> _PROBLEM TO SOLVE_
Wherever the word "codec" appears in a line of the data, that line should be copied.

Stored data entries
┌────────
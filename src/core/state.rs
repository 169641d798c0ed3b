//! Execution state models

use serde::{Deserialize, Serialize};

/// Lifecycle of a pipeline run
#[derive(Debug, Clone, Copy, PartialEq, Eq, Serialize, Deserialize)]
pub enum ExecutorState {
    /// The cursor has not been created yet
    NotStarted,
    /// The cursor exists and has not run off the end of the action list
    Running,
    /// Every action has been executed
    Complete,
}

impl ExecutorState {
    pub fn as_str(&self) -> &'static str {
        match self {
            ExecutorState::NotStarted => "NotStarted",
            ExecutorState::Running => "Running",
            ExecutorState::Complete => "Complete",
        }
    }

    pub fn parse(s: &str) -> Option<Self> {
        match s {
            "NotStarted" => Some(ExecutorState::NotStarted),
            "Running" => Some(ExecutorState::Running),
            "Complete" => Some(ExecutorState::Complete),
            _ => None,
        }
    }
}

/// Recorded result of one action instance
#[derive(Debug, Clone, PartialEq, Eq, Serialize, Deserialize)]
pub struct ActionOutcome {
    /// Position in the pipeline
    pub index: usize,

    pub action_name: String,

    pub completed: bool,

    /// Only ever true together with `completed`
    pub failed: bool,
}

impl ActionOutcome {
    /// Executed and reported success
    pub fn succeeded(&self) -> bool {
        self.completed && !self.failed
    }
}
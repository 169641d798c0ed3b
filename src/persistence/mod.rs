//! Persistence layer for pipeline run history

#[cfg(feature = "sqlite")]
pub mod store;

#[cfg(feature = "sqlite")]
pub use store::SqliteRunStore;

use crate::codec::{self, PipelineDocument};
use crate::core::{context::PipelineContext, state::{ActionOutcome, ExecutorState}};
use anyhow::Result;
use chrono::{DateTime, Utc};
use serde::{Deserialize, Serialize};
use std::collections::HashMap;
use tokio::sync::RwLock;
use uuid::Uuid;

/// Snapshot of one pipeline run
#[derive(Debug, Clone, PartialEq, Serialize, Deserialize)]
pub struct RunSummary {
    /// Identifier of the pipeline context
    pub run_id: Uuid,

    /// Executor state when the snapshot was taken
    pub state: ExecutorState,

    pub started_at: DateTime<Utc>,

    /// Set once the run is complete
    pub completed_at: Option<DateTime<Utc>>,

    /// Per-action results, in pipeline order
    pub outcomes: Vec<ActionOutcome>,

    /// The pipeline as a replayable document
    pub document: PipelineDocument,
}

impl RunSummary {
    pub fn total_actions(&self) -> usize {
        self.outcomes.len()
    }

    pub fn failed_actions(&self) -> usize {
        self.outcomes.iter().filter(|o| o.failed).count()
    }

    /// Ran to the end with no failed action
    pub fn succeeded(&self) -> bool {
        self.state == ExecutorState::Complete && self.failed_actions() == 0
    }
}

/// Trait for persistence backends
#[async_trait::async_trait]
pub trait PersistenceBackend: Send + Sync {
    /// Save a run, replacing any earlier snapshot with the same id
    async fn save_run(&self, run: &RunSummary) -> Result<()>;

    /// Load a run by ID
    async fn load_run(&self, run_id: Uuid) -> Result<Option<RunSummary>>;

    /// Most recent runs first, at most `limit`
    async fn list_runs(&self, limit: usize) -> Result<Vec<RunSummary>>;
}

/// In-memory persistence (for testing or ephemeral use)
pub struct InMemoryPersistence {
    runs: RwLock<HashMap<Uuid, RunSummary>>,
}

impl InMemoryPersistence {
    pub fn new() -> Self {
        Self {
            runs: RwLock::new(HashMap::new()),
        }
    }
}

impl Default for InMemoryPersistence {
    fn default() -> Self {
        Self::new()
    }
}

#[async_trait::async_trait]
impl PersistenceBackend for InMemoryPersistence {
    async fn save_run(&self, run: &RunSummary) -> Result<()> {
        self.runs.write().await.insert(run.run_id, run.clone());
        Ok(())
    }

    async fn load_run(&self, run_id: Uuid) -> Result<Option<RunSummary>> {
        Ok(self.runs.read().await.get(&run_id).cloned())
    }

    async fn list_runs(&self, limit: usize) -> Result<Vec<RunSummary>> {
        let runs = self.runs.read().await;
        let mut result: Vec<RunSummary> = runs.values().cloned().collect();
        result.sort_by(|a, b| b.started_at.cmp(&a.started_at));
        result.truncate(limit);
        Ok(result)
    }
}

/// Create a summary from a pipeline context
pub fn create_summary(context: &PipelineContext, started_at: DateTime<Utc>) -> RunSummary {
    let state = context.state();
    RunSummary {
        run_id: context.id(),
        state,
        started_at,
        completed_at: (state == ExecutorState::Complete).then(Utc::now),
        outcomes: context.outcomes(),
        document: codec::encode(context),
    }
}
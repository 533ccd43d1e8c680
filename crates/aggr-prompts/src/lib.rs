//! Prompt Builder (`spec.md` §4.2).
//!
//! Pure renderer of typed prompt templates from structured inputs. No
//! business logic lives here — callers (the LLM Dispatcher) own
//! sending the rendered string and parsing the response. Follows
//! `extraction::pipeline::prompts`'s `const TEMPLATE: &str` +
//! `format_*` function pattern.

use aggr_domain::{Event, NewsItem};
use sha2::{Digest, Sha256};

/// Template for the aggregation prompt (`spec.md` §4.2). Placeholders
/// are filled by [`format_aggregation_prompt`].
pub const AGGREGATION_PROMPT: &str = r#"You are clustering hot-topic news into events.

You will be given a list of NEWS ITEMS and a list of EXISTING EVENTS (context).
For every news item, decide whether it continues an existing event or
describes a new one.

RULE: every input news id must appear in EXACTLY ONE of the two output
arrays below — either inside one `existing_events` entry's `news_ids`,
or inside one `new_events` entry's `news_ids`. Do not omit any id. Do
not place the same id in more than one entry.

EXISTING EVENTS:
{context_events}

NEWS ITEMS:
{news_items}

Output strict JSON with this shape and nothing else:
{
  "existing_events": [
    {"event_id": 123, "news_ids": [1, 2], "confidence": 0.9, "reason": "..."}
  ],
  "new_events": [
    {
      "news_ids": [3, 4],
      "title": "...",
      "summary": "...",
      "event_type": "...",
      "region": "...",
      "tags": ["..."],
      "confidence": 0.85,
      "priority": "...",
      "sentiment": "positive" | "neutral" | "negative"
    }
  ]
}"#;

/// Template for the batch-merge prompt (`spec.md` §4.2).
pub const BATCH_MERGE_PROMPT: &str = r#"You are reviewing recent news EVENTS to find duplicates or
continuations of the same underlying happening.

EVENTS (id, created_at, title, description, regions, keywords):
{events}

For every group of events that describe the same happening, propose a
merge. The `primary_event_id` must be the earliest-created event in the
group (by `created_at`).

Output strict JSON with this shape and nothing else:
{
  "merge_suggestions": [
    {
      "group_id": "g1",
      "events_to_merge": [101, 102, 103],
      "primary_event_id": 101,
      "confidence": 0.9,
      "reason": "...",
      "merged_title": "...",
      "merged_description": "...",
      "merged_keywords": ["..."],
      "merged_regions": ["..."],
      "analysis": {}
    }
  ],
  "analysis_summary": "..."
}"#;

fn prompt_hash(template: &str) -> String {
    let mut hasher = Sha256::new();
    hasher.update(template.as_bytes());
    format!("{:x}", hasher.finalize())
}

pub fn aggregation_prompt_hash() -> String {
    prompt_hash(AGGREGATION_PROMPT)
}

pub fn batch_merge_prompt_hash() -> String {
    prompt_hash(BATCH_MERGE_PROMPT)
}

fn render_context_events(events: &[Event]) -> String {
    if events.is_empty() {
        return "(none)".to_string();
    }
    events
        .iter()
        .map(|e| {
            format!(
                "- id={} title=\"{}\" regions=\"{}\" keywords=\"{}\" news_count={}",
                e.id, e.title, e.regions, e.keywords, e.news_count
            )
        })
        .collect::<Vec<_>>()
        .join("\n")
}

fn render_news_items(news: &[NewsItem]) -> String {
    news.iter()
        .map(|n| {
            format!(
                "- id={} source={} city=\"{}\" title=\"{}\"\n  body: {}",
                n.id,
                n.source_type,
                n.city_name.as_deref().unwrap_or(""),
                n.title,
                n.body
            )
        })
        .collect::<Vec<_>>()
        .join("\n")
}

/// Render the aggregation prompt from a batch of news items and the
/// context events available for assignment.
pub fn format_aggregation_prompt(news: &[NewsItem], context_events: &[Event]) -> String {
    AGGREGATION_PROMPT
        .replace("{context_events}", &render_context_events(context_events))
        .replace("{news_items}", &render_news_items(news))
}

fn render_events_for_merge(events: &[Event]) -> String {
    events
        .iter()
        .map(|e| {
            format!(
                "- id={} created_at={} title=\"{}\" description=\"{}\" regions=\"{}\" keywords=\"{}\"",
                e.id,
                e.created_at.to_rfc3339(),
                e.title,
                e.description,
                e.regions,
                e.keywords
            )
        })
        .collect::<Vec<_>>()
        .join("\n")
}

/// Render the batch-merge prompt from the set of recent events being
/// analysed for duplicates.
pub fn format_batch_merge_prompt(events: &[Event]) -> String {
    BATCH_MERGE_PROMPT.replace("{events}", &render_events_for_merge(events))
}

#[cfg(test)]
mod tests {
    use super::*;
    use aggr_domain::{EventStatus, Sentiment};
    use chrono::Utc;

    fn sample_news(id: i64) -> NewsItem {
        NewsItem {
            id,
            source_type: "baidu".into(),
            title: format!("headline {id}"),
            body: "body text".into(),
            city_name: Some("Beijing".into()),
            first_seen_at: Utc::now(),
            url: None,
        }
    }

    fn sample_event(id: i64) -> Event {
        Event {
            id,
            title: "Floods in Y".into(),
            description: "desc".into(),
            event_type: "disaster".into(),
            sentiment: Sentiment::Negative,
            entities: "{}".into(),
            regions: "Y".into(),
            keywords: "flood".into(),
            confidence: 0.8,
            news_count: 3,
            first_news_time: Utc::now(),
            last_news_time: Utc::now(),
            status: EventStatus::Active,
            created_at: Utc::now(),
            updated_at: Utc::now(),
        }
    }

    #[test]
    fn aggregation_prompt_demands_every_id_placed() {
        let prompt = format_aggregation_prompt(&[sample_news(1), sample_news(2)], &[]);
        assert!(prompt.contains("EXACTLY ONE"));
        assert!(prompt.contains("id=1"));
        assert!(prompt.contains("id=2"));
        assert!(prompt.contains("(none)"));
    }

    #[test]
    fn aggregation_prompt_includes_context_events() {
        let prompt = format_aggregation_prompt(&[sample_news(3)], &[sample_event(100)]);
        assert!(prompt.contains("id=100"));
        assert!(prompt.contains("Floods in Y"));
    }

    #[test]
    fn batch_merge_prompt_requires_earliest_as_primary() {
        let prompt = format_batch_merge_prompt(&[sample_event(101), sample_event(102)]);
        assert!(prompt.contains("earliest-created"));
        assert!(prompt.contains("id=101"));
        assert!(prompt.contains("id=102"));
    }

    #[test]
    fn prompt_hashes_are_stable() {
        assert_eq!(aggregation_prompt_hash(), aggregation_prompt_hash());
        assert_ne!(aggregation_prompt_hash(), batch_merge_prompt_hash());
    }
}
└────────
> _WRITTEN SOLUTION_
use crate::codec::{self, PipelineDocument};
        document: codec::encode(context),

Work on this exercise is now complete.